Nuestra particular y misteriosa historia tiene sus raíces en la costumbre de blanquear las paredes de las casas, seguramente desde las terribles “pestes negras” que asolaron Europa, doblado el primer milenio, y que obligaron, desde entonces, a utilizar la cal para combatir los gérmenes asesinos. Mérida no podía estar ajena a esa medida preventiva y así las caleras y los trabajadores del ramo proliferaron. El gremio de blanqueadores fue siempre poderoso, hasta el extremo de que algunas familias se significaron con el mote de ese oficio. Las canteras y los hornos de cal abundaban en Sierra Carija. Eran las famosas “caleras”, de las que aun permanecen vestigios notables en la ladera oeste del mítico montículo. Hasta ellas llegaba el mineral arrancado, a fuerza de cuñas y marras, de aquellos filones blancos con vetas azules. Con el calor las densas y pesadas piedras se deshidrataban, tornándose ligeras y pulverulentas. Luego, tras “apagarlas” con agua, constituían la pasta lechosa con la que se embadurnaban las paredes, un año tras otro.

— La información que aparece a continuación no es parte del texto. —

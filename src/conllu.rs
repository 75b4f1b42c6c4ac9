//! CoNLL-U text parsing
//!
//! Best-effort decoding of CoNLL-U text into ordered records. Sentences are
//! separated by blank lines; comment lines (`#`) are skipped. Each token
//! line is split into columns and each column is decoded by a rule chosen
//! from its field name. Values that can't be decoded become `None` rather
//! than errors, and short lines give partial records.
//!
//! CoNLL-U format: https://universaldependencies.org/format.html

use flate2::read::MultiGzDecoder;
use indexmap::IndexMap;
use memchr::memchr;
use regex::Regex;
use std::fs::File;
use std::io::{BufReader, Read};
use std::path::{Path, PathBuf};
use std::sync::LazyLock;
use thiserror::Error;
use tracing::{debug, trace};

/// The ten standard CoNLL-U columns, in file order
pub const DEFAULT_FIELDS: [&str; 10] = [
    "id", "form", "lemma", "upostag", "xpostag", "feats", "head", "deprel", "deps", "misc",
];

// Column separator: a tab, or a run of two or more spaces
static COLUMN_SEP: LazyLock<Regex> =
    LazyLock::new(|| Regex::new(r"\t| {2,}").expect("column separator regex"));

// Sentence separator: two or more consecutive newlines
static SENTENCE_SEP: LazyLock<Regex> =
    LazyLock::new(|| Regex::new(r"\r?\n(?:\r?\n)+").expect("sentence separator regex"));

/// Key/value pairs from a FEATS or MISC column, in column order
pub type FeatureMap = IndexMap<String, Option<String>>;

/// A decoded column value
#[derive(Debug, Clone, PartialEq, Eq)]
pub enum FieldValue {
    Int(i64),
    Str(String),
    Dict(FeatureMap),
}

impl FieldValue {
    pub fn as_int(&self) -> Option<i64> {
        match self {
            FieldValue::Int(n) => Some(*n),
            _ => None,
        }
    }

    pub fn as_str(&self) -> Option<&str> {
        match self {
            FieldValue::Str(s) => Some(s.as_str()),
            _ => None,
        }
    }

    pub fn as_dict(&self) -> Option<&FeatureMap> {
        match self {
            FieldValue::Dict(d) => Some(d),
            _ => None,
        }
    }
}

/// One token line: field name to decoded value, in field order
#[derive(Debug, Clone, Default, PartialEq, Eq)]
pub struct Record {
    fields: IndexMap<String, Option<FieldValue>>,
}

impl Record {
    pub fn new() -> Self {
        Self::default()
    }

    /// Set a field, keeping its position if already present
    pub fn insert(&mut self, name: &str, value: Option<FieldValue>) {
        self.fields.insert(name.to_string(), value);
    }

    /// Look up a field
    ///
    /// The outer `Option` is whether the record has the field at all, the
    /// inner one whether it decoded to a value.
    pub fn get(&self, name: &str) -> Option<Option<&FieldValue>> {
        self.fields.get(name).map(Option::as_ref)
    }

    pub fn contains(&self, name: &str) -> bool {
        self.fields.contains_key(name)
    }

    /// Fields in order
    pub fn fields(&self) -> impl Iterator<Item = (&str, Option<&FieldValue>)> {
        self.fields.iter().map(|(k, v)| (k.as_str(), v.as_ref()))
    }

    pub fn len(&self) -> usize {
        self.fields.len()
    }

    pub fn is_empty(&self) -> bool {
        self.fields.is_empty()
    }

    fn int_field(&self, name: &str) -> Option<i64> {
        self.get(name).flatten().and_then(FieldValue::as_int)
    }

    fn str_field(&self, name: &str) -> Option<&str> {
        self.get(name).flatten().and_then(FieldValue::as_str)
    }

    fn dict_field(&self, name: &str) -> Option<&FeatureMap> {
        self.get(name).flatten().and_then(FieldValue::as_dict)
    }

    pub fn id(&self) -> Option<i64> {
        self.int_field("id")
    }

    pub fn form(&self) -> Option<&str> {
        self.str_field("form")
    }

    pub fn lemma(&self) -> Option<&str> {
        self.str_field("lemma")
    }

    pub fn upostag(&self) -> Option<&str> {
        self.str_field("upostag")
    }

    pub fn xpostag(&self) -> Option<&str> {
        self.str_field("xpostag")
    }

    /// FEATS as key/value pairs (only when the column had `=` in it)
    pub fn feats(&self) -> Option<&FeatureMap> {
        self.dict_field("feats")
    }

    pub fn head(&self) -> Option<i64> {
        self.int_field("head")
    }

    pub fn deprel(&self) -> Option<&str> {
        self.str_field("deprel")
    }

    pub fn deps(&self) -> Option<&str> {
        self.str_field("deps")
    }

    pub fn misc(&self) -> Option<&FeatureMap> {
        self.dict_field("misc")
    }

    /// Render the record as one tab-separated CoNLL-U line
    ///
    /// Missing values are written as `_`.
    pub fn to_conllu_line(&self) -> String {
        self.fields
            .values()
            .map(|v| render_value(v.as_ref()))
            .collect::<Vec<_>>()
            .join("\t")
    }
}

/// Sentence: records in line order
pub type Sentence = Vec<Record>;

/// Document: sentences in text order
pub type Document = Vec<Sentence>;

/// Error reading a CoNLL-U file
///
/// Decoding text never fails; only getting the text can.
#[derive(Debug, Error)]
pub enum ConlluError {
    #[error("IO error: {0}")]
    Io(#[from] std::io::Error),

    #[error("Failed to open file {}: {}", .path.display(), .source)]
    FileOpen {
        path: PathBuf,
        source: std::io::Error,
    },
}

/// Parser configured with a field list
#[derive(Debug, Clone, PartialEq, Eq)]
pub struct CoNLLUParser {
    fields: Vec<String>,
}

impl Default for CoNLLUParser {
    fn default() -> Self {
        Self::new(DEFAULT_FIELDS)
    }
}

impl CoNLLUParser {
    /// Create a parser for the given columns
    ///
    /// Field names pick the decoding rule; unknown names keep the raw text.
    pub fn new<I, S>(fields: I) -> Self
    where
        I: IntoIterator<Item = S>,
        S: Into<String>,
    {
        Self {
            fields: fields.into_iter().map(Into::into).collect(),
        }
    }

    pub fn fields(&self) -> &[String] {
        &self.fields
    }

    pub fn parse_line(&self, line: &str) -> Record {
        parse_line(line, self.fields.as_slice())
    }

    pub fn parse_document(&self, text: &str) -> Document {
        parse_document_with(text, self.fields.as_slice())
    }

    /// Read and parse a file, gunzipping `.gz` files
    pub fn read_document(&self, path: impl AsRef<Path>) -> Result<Document, ConlluError> {
        let text = read_text(path.as_ref())?;
        Ok(self.parse_document(&text))
    }
}

/// Parse a document with the standard ten fields
pub fn parse_document(text: &str) -> Document {
    parse_document_with(text, &DEFAULT_FIELDS)
}

/// Parse a document with a custom field list
pub fn parse_document_with<S: AsRef<str>>(text: &str, fields: &[S]) -> Document {
    let mut document = Document::new();

    for block in SENTENCE_SEP.split(text) {
        let mut sentence = Sentence::new();

        for line in block.split('\n') {
            let trimmed = line.trim();
            if trimmed.is_empty() {
                continue;
            }
            if trimmed.starts_with('#') {
                trace!(line = trimmed, "skipping comment");
                continue;
            }
            sentence.push(parse_line(line, fields));
        }

        // Comment-only blocks don't make a sentence
        if !sentence.is_empty() {
            document.push(sentence);
        }
    }

    debug!(sentences = document.len(), "parsed document");
    document
}

/// Parse one token line
///
/// Columns are paired with fields by position. A line with fewer columns
/// than fields gives a record with only the leading fields. A trailing
/// `\r` is dropped.
pub fn parse_line<S: AsRef<str>>(line: &str, fields: &[S]) -> Record {
    let line = line.strip_suffix('\r').unwrap_or(line);
    let columns: Vec<&str> = split_columns(line).collect();
    if columns.len() < fields.len() {
        debug!(
            columns = columns.len(),
            fields = fields.len(),
            "line has fewer columns than fields"
        );
    }

    let mut record = Record::new();
    for (field, raw) in fields.iter().zip(columns) {
        let field = field.as_ref();
        record.insert(field, decode_field(field, raw));
    }
    record
}

/// Split a line on tabs or runs of two or more spaces
pub fn split_columns(line: &str) -> impl Iterator<Item = &str> {
    COLUMN_SEP.split(line)
}

/// Decode a raw column by field name
pub fn decode_field(field: &str, raw: &str) -> Option<FieldValue> {
    match field {
        "id" | "head" => parse_int_value(raw),
        "xpostag" | "deps" => parse_nullable_value(raw),
        "feats" | "misc" => parse_dict_value(raw),
        _ => Some(FieldValue::Str(raw.to_string())),
    }
}

/// Integer if the value is all ASCII digits, else `None`
pub fn parse_int_value(raw: &str) -> Option<FieldValue> {
    let bytes = raw.as_bytes();
    if bytes.is_empty() || !bytes.iter().all(u8::is_ascii_digit) {
        return None;
    }
    // atoi gives None on overflow
    atoi::atoi::<i64>(bytes).map(FieldValue::Int)
}

/// `None` for an empty value or the `_` placeholder
pub fn parse_nullable_value(raw: &str) -> Option<FieldValue> {
    nullable(raw).map(|s| FieldValue::Str(s.to_string()))
}

/// Parse `Key=Value|Key=Value`
///
/// Without any `=` the value is decoded as nullable text instead. Each
/// pair value is itself nullable, and a pair with no `=` keeps its key
/// with no value.
pub fn parse_dict_value(raw: &str) -> Option<FieldValue> {
    if memchr(b'=', raw.as_bytes()).is_none() {
        return parse_nullable_value(raw);
    }

    let mut dict = FeatureMap::new();
    for pair in raw.split('|') {
        match pair.split_once('=') {
            Some((key, value)) => {
                dict.insert(key.to_string(), nullable(value).map(str::to_string));
            }
            None => {
                dict.insert(pair.to_string(), None);
            }
        }
    }
    Some(FieldValue::Dict(dict))
}

fn nullable(raw: &str) -> Option<&str> {
    if raw.is_empty() || raw == "_" {
        None
    } else {
        Some(raw)
    }
}

fn render_value(value: Option<&FieldValue>) -> String {
    match value {
        None => "_".to_string(),
        Some(FieldValue::Int(n)) => n.to_string(),
        Some(FieldValue::Str(s)) => s.clone(),
        Some(FieldValue::Dict(dict)) => render_dict(dict),
    }
}

/// Render pairs as `Key=Value|Key=Value`, `_` when empty
pub(crate) fn render_dict(dict: &FeatureMap) -> String {
    if dict.is_empty() {
        return "_".to_string();
    }
    dict.iter()
        .map(|(k, v)| format!("{}={}", k, v.as_deref().unwrap_or("_")))
        .collect::<Vec<_>>()
        .join("|")
}

/// Render a document as CoNLL-U text
///
/// Each sentence is followed by a blank line.
pub fn write_document(document: &Document) -> String {
    let mut out = String::new();
    for sentence in document {
        for record in sentence {
            out.push_str(&record.to_conllu_line());
            out.push('\n');
        }
        out.push('\n');
    }
    out
}

/// Read and parse a file with the standard fields
pub fn read_document(path: impl AsRef<Path>) -> Result<Document, ConlluError> {
    CoNLLUParser::default().read_document(path)
}

fn read_text(path: &Path) -> Result<String, ConlluError> {
    let file = File::open(path).map_err(|source| ConlluError::FileOpen {
        path: path.to_path_buf(),
        source,
    })?;

    let mut text = String::new();
    if path.extension().is_some_and(|ext| ext == "gz") {
        MultiGzDecoder::new(BufReader::new(file)).read_to_string(&mut text)?;
    } else {
        BufReader::new(file).read_to_string(&mut text)?;
    }
    debug!(path = %path.display(), bytes = text.len(), "read CoNLL-U text");
    Ok(text)
}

Siempre fue así la trabajosa tarea, con el esfuerzo combinado de hombres y bestias. Claro que si conseguían material para meter en los hornos, sin tener que arrancarlo de la tierra, mejor que mejor. Y aquí radica la clave de este relato, porque Mérida contaba con materia prima, Carbonato Cálcico, a ”manta”. Estaba en el mármol, abatido por el tiempo, en los restos de la que había sido una de las urbes mas poderosas de Roma. Así es que muchas cuadrillas se dedicaban a expoliar la cosecha, togados incluidos, de marmóreos vestigios. Los troceaban, para acabar cocidos en aquellos recintos ardientes. Poco importaba que lucieran leyendas o imágenes. No eran tiempos de adornos y esplendor, sino de penuria y rebusca.

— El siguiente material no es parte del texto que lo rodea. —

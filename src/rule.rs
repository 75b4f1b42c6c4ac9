//! Match rule syntax
//!
//! Parses a compact bracketed rule into a `Matcher` using a pest grammar:
//!
//! ```text
//! [text=/^[A-Z]/, upostag={"NOUN", "PROPN"}, head=2, xpostag=none]
//! ```
//!
//! `text` constrains the surface form (global patterns); any other key
//! names an attribute. Bare `true`, `false` and `none` items are global
//! boolean and absence patterns.

use pest::Parser;
use pest::iterators::{Pair, Pairs};
use pest_derive::Parser;
use regex::Regex;
use rustc_hash::FxHashSet;
use std::str::FromStr;
use thiserror::Error;

use crate::matcher::Matcher;
use crate::pattern::{AttrPattern, GlobalPattern};
use crate::token::AttrValue;

#[derive(Parser)]
#[grammar = "rule.pest"]
struct RuleParser;

/// Key reserved for the token's surface text
pub const TEXT_KEY: &str = "text";

/// Error type for rule parsing failures
#[derive(Debug, Error)]
pub enum RuleError {
    #[error("Rule error: {0}")]
    Syntax(#[from] Box<pest::error::Error<Rule>>),

    #[error("Rule error: Invalid regex: {0}")]
    Regex(#[from] regex::Error),

    #[error("Rule error: Invalid integer: {0}")]
    InvalidInteger(String),

    #[error("Rule error: text only takes strings, regexes or string sets, got {0}")]
    InvalidText(String),

    #[error("Rule error: Duplicate attribute: {0}")]
    DuplicateAttribute(String),

    #[error("Rule error: Unexpected {0}")]
    Unexpected(&'static str),
}

impl From<pest::error::Error<Rule>> for RuleError {
    fn from(err: pest::error::Error<Rule>) -> Self {
        RuleError::Syntax(Box::new(err))
    }
}

/// Parse a rule string into a Matcher
pub fn parse_rule(input: &str) -> Result<Matcher, RuleError> {
    let mut pairs = RuleParser::parse(Rule::rule, input)?;
    let rule_pair = next_pair(&mut pairs, "end of rule")?;

    let mut matcher = Matcher::default();
    let mut seen: FxHashSet<String> = FxHashSet::default();

    for item in rule_pair.into_inner() {
        if item.as_rule() != Rule::item {
            continue; // EOI
        }
        let inner = next_pair(&mut item.into_inner(), "empty item")?;

        match inner.as_rule() {
            Rule::literal => {
                matcher = matcher.global(parse_global_literal(inner.as_str()));
            }
            Rule::constraint => {
                let mut parts = inner.into_inner();
                let key = next_pair(&mut parts, "missing key")?.as_str();
                let value = next_pair(&mut parts, "missing value")?;
                let value = next_pair(&mut value.into_inner(), "empty value")?;

                if key == TEXT_KEY {
                    matcher = matcher.global(parse_text_value(value)?);
                } else {
                    if !seen.insert(key.to_string()) {
                        return Err(RuleError::DuplicateAttribute(key.to_string()));
                    }
                    matcher = matcher.attr(key, parse_attr_value(value)?);
                }
            }
            _ => return Err(RuleError::Unexpected("item")),
        }
    }

    Ok(matcher)
}

impl FromStr for Matcher {
    type Err = RuleError;

    fn from_str(s: &str) -> Result<Self, Self::Err> {
        parse_rule(s)
    }
}

fn next_pair<'i>(pairs: &mut Pairs<'i, Rule>, what: &'static str) -> Result<Pair<'i, Rule>, RuleError> {
    pairs.next().ok_or(RuleError::Unexpected(what))
}

/// Bare literal as a global pattern
fn parse_global_literal(s: &str) -> GlobalPattern {
    match s {
        "true" => GlobalPattern::Bool(true),
        "false" => GlobalPattern::Bool(false),
        _ => GlobalPattern::Absent,
    }
}

/// Value of a `text=` constraint
fn parse_text_value(pair: Pair<Rule>) -> Result<GlobalPattern, RuleError> {
    match pair.as_rule() {
        Rule::string => Ok(GlobalPattern::Equals(parse_string(pair)?)),
        Rule::regex => Ok(GlobalPattern::Regex(parse_regex(pair)?)),
        Rule::set => {
            let mut items = FxHashSet::default();
            for scalar in pair.into_inner() {
                let inner = next_pair(&mut scalar.into_inner(), "empty set item")?;
                if inner.as_rule() != Rule::string {
                    return Err(RuleError::InvalidText(inner.as_str().to_string()));
                }
                items.insert(parse_string(inner)?);
            }
            Ok(GlobalPattern::OneOf(items))
        }
        _ => Err(RuleError::InvalidText(pair.as_str().to_string())),
    }
}

/// Value of an attribute constraint
fn parse_attr_value(pair: Pair<Rule>) -> Result<AttrPattern, RuleError> {
    match pair.as_rule() {
        Rule::regex => Ok(AttrPattern::Regex(parse_regex(pair)?)),
        Rule::set => {
            let mut items = FxHashSet::default();
            for scalar in pair.into_inner() {
                let inner = next_pair(&mut scalar.into_inner(), "empty set item")?;
                items.insert(parse_scalar(inner)?);
            }
            Ok(AttrPattern::OneOf(items))
        }
        _ => Ok(AttrPattern::Equals(parse_scalar(pair)?)),
    }
}

fn parse_scalar(pair: Pair<Rule>) -> Result<AttrValue, RuleError> {
    match pair.as_rule() {
        Rule::string => Ok(AttrValue::Str(parse_string(pair)?)),
        Rule::integer => pair
            .as_str()
            .parse()
            .map(AttrValue::Int)
            .map_err(|_| RuleError::InvalidInteger(pair.as_str().to_string())),
        Rule::literal => Ok(match pair.as_str() {
            "true" => AttrValue::Bool(true),
            "false" => AttrValue::Bool(false),
            _ => AttrValue::None,
        }),
        _ => Err(RuleError::Unexpected("value")),
    }
}

/// String contents with backslash escapes removed
fn parse_string(pair: Pair<Rule>) -> Result<String, RuleError> {
    let inner = next_pair(&mut pair.into_inner(), "string contents")?;
    let mut out = String::with_capacity(inner.as_str().len());
    let mut chars = inner.as_str().chars();
    while let Some(c) = chars.next() {
        if c == '\\' {
            if let Some(escaped) = chars.next() {
                out.push(escaped);
            }
        } else {
            out.push(c);
        }
    }
    Ok(out)
}

/// Regex between slashes; only `\/` is unescaped
fn parse_regex(pair: Pair<Rule>) -> Result<Regex, RuleError> {
    let inner = next_pair(&mut pair.into_inner(), "regex contents")?;
    let source = inner.as_str().replace("\\/", "/");
    Ok(Regex::new(&source)?)
}

#[cfg(test)]
mod tests {
    use super::*;
    use crate::token::SimpleToken;

    #[test]
    fn test_parse_empty_rule() {
        let matcher = parse_rule("[]").unwrap();
        assert!(matcher.is_empty());

        let matcher = parse_rule("  [ ]  ").unwrap();
        assert!(matcher.is_empty());
    }

    #[test]
    fn test_parse_attr_constraints() {
        let matcher = parse_rule(r#"[upostag="VERB", lemma="run"]"#).unwrap();

        let attrs: Vec<_> = matcher.attr_patterns().collect();
        assert_eq!(attrs.len(), 2);
        assert_eq!(attrs[0], ("upostag", &AttrPattern::from("VERB")));
        assert_eq!(attrs[1], ("lemma", &AttrPattern::from("run")));
        assert!(matcher.global_patterns().is_empty());
    }

    #[test]
    fn test_parse_text_constraints() {
        let matcher = parse_rule(r#"[text="dog", text=/^d/, text={"dog", "cat"}]"#).unwrap();

        assert_eq!(
            matcher.global_patterns(),
            &[
                GlobalPattern::equals("dog"),
                GlobalPattern::regex("^d").unwrap(),
                GlobalPattern::one_of(["cat", "dog"]),
            ]
        );
    }

    #[test]
    fn test_parse_scalars() {
        let matcher = parse_rule("[head=2, is_stop=false, xpostag=none, offset=-1]").unwrap();

        let attrs: Vec<_> = matcher.attr_patterns().collect();
        assert_eq!(attrs[0].1, &AttrPattern::Equals(AttrValue::Int(2)));
        assert_eq!(attrs[1].1, &AttrPattern::Equals(AttrValue::Bool(false)));
        assert_eq!(attrs[2].1, &AttrPattern::Equals(AttrValue::None));
        assert_eq!(attrs[3].1, &AttrPattern::Equals(AttrValue::Int(-1)));
    }

    #[test]
    fn test_parse_sets_and_regexes() {
        let matcher = parse_rule(r#"[upostag={"NOUN", "PROPN",}, feats.Number=/^(Sing|Plur)$/]"#).unwrap();

        let attrs: Vec<_> = matcher.attr_patterns().collect();
        assert_eq!(attrs[0].1, &AttrPattern::one_of(["NOUN", "PROPN"]));
        assert_eq!(attrs[1].0, "feats.Number");
        assert_eq!(attrs[1].1, &AttrPattern::regex("^(Sing|Plur)$").unwrap());
    }

    #[test]
    fn test_parse_bare_literals() {
        let matcher = parse_rule("[true, false, none]").unwrap();
        assert_eq!(
            matcher.global_patterns(),
            &[
                GlobalPattern::Bool(true),
                GlobalPattern::Bool(false),
                GlobalPattern::Absent,
            ]
        );
    }

    #[test]
    fn test_parse_escapes() {
        let matcher = parse_rule(r#"[text="say \"hi\"", text=/a\/b/]"#).unwrap();
        assert_eq!(
            matcher.global_patterns(),
            &[
                GlobalPattern::equals(r#"say "hi""#),
                GlobalPattern::regex("a/b").unwrap(),
            ]
        );
    }

    #[test]
    fn test_rule_from_str_matches() {
        let matcher: Matcher = r#"[text=/^[A-Z]/, pos={"NOUN", "PROPN"}]"#.parse().unwrap();

        let paris = SimpleToken::new("Paris").with_attr("pos", "PROPN");
        let dog = SimpleToken::new("dog").with_attr("pos", "NOUN");
        assert_eq!(matcher.matches(&paris), Ok(true));
        assert_eq!(matcher.matches(&dog), Ok(false));
    }

    #[test]
    fn test_parse_errors() {
        assert!(matches!(parse_rule("upostag=\"NOUN\""), Err(RuleError::Syntax(_))));
        assert!(matches!(parse_rule("[upostag=]"), Err(RuleError::Syntax(_))));
        assert!(matches!(parse_rule("[lemma=/(/]"), Err(RuleError::Regex(_))));
        assert!(matches!(parse_rule("[text=3]"), Err(RuleError::InvalidText(_))));
        assert!(matches!(parse_rule(r#"[text={"a", 1}]"#), Err(RuleError::InvalidText(_))));
        assert!(matches!(
            parse_rule("[head=99999999999999999999]"),
            Err(RuleError::InvalidInteger(_))
        ));
        assert!(matches!(
            parse_rule(r#"[pos="NOUN", pos="VERB"]"#),
            Err(RuleError::DuplicateAttribute(key)) if key == "pos"
        ));
    }
}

Lo mas sorprendente de toda esta trama, perdida por los vericuetos de la vida de tantos hombres, se asienta en un pasaje que me contaba mi abuelo, mirando la inmortal escena, enderezada de nuevo y en línea con su casa de Cánovas, esquina Pizarro. Corrió como la pólvora la noticia de que, bajo una columna, yacía un esqueleto. Inquietó sobremanera el hallazgo, alterando la rutinaria vida de aquellas gentes, y se buscó una explicación que justificara tan notable sudario en el viaje a la eternidad de aquel difunto. Tenia mi abuelo, cuando se excavaba el recinto teatral, a la sombra de aquellas moles del graderío, poco mas de veinte años y conocía por tanto lo que me hablaba.

La reconstrucción mas creíble del infortunio de aquel “fiambre” describía a una cuadrilla de oportunistas buscadores de mármol, para mutarlo en cal, tirando con sogas de una poderosa columna, milagrosamente enhiesta sobre el pódium de aquel retablo arruinado. Inesperadamente la columna cedió y un expoliador no reaccionó a tiempo. El fuste, cuan largo era, le aplastó de manera inmisericorde, muriendo fulminantemente en aquel accidente “laboral”. Los demás huyeron despavoridos, creyendo a ciencia cierta que aquello era una señal divina, un castigo, un hechizo, el mal de ojo de un dios pagano. Y el lugar se convirtió en maldito, porque a nadie mas se le ocurrió entrar allí a buscar mármol para los hornos de cal.

Maximiliano Macías, escribe sobre la posibilidad de un seísmo que justificara aquel esqueleto aplastado, aunque este narrador no duda que fue Talía la inspiradora del “accidente”. Ella descargó la columna, veloz como el rayo, sobre aquel desgraciado que los arqueólogos se encontraron debajo, ocho siglos después. De esa forma salvó al “incomparable marco”, resguardado entre ripios y basuras, hasta que llegó Mélida y nuevos tiempos propicios para su Arte.

Alguien podría tachar de laberíntico el desenlace, pero no puede haber otra versión para aquella tragedia. Hasta Juanito Perdigón, el inolvidable guardián de las ruinas, lo garantizaba cada vez que, para disuadirnos de entrar a patear sus dominios, nos amenazaba con que se iba a caer una columna y “nos iba a coger debajo” Pero, además, si no fue exactamente así ¿ acaso no valdría la pena convivir, un poco mas, con los enigmas y misterios que esta Ciudad alberga en las entrañas de su dilatada historia ?.